■ **Task to complete**: Gather all lines in the entries that include the word "normalized".

■ **Supplied material**:
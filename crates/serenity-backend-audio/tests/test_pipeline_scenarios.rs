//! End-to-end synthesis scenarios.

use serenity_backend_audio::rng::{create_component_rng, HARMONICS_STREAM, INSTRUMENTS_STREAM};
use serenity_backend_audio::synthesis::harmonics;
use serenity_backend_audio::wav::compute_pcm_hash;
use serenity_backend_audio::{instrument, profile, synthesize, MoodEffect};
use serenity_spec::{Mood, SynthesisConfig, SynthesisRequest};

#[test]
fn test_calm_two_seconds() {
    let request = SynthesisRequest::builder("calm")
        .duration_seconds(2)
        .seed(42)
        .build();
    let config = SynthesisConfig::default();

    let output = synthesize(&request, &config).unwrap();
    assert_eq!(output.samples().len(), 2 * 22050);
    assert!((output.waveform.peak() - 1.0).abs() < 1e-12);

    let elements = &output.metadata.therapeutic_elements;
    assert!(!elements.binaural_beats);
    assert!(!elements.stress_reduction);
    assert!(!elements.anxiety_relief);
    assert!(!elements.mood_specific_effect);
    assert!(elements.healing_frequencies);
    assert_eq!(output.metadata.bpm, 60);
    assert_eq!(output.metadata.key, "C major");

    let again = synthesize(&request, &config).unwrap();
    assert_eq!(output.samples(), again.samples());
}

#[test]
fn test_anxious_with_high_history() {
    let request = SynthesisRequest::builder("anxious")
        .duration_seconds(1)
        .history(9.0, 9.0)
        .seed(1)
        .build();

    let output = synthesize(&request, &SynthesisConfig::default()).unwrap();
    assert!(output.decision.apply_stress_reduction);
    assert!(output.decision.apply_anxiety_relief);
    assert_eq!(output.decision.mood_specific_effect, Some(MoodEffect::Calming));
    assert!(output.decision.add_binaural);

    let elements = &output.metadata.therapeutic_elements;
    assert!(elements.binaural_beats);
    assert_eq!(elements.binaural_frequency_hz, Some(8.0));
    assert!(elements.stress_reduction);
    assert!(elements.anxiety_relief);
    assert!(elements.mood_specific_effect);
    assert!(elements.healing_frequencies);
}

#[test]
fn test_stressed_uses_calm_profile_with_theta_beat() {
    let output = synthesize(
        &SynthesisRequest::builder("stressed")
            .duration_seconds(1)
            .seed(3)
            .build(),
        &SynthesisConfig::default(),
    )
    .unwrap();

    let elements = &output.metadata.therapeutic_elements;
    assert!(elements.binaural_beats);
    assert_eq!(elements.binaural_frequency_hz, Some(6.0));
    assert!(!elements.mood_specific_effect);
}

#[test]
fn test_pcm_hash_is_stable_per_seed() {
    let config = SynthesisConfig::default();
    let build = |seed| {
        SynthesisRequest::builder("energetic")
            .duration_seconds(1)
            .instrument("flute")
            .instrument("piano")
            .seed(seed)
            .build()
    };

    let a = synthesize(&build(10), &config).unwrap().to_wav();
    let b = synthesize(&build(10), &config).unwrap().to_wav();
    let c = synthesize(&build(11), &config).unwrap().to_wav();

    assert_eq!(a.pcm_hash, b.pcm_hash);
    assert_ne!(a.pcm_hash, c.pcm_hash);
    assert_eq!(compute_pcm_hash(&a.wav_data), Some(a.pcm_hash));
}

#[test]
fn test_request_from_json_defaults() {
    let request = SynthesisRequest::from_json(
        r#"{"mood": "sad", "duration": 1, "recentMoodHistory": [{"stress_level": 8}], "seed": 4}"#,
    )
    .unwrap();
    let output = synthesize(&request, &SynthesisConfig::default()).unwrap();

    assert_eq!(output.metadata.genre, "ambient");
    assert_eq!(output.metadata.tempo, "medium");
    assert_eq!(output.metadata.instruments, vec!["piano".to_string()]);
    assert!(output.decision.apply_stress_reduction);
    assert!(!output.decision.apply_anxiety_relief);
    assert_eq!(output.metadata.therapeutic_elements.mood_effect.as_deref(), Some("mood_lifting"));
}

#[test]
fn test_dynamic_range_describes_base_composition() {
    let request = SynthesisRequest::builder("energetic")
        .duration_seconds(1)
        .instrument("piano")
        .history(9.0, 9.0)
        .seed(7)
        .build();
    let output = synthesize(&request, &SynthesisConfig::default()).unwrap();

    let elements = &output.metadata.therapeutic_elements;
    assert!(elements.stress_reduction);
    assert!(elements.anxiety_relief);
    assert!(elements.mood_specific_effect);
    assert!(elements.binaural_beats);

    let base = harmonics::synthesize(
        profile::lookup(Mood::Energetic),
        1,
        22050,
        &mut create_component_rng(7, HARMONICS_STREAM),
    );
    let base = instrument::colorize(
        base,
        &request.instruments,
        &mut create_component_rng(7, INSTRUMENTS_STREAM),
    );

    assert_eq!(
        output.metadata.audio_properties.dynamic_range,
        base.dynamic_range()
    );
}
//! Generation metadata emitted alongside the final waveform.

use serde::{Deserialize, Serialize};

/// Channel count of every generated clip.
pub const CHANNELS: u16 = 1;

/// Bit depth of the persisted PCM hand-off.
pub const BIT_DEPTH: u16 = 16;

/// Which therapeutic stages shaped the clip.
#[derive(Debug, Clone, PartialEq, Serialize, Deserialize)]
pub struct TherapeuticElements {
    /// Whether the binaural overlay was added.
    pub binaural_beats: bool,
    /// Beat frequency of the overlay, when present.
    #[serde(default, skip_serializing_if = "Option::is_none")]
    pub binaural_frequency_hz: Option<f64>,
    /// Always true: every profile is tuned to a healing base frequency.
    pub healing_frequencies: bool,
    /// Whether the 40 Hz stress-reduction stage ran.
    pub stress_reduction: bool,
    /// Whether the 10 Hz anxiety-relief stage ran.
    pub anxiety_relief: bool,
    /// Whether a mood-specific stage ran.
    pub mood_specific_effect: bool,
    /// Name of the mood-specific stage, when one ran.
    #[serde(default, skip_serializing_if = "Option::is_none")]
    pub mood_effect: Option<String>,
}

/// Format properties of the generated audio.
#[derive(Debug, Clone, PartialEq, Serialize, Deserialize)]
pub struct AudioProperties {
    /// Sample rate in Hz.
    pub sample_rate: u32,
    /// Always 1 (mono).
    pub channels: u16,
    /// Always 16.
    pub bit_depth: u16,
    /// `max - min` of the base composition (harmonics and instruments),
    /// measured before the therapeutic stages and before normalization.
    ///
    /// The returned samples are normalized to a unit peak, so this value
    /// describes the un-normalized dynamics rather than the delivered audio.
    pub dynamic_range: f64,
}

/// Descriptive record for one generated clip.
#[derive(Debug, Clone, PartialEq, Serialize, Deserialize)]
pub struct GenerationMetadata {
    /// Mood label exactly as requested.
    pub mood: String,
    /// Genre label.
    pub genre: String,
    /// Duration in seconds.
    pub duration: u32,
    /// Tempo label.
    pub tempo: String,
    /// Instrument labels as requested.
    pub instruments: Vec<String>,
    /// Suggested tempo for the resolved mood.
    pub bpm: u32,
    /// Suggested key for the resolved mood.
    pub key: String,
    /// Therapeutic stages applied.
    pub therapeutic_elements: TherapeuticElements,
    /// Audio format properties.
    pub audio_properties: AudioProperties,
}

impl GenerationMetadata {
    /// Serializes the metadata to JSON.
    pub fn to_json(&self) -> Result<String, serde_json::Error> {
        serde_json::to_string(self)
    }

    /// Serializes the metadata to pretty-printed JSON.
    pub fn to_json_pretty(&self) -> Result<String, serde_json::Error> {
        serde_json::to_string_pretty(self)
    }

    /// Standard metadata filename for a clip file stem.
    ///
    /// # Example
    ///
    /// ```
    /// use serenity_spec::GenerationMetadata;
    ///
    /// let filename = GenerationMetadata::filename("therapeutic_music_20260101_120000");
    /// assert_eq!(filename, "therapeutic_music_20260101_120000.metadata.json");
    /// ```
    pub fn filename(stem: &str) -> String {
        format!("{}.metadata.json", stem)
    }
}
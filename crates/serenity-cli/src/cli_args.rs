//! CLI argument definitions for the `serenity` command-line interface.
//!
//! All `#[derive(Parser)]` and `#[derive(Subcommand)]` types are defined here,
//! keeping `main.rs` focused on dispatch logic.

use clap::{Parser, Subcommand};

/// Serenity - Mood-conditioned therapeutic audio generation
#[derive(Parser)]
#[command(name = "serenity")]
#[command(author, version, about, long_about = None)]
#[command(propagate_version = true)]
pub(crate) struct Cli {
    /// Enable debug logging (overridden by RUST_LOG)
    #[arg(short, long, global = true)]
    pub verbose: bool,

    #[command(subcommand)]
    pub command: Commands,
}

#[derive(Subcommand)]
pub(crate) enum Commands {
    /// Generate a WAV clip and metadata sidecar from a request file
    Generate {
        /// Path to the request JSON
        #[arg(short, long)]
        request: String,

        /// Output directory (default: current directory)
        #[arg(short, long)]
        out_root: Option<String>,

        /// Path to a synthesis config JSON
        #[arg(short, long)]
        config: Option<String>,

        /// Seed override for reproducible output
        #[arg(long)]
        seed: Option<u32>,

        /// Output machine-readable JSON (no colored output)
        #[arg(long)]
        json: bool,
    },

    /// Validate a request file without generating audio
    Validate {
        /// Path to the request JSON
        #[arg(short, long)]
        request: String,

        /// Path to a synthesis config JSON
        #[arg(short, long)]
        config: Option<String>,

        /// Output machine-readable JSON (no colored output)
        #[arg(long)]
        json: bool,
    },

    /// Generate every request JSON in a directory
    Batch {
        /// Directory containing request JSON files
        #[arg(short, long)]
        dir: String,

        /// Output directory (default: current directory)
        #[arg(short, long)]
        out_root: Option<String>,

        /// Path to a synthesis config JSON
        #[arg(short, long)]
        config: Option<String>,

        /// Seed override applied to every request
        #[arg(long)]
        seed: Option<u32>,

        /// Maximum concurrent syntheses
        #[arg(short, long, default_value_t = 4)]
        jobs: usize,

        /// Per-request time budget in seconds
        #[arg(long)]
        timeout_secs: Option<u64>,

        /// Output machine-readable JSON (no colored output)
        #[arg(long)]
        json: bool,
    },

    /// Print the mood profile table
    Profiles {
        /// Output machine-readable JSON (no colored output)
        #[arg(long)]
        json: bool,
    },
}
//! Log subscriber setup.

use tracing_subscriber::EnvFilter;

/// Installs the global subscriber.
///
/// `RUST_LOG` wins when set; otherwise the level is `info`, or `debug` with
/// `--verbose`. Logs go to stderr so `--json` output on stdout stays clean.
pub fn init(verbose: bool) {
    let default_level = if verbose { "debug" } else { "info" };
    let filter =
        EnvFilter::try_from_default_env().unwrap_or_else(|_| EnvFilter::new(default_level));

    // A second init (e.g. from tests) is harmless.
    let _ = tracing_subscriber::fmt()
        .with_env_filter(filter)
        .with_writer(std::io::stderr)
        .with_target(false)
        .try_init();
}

■ **Solution**:
    /// The returned samples are normalized to a unit peak, so this value
    /// describes the un-normalized dynamics rather than the delivered audio.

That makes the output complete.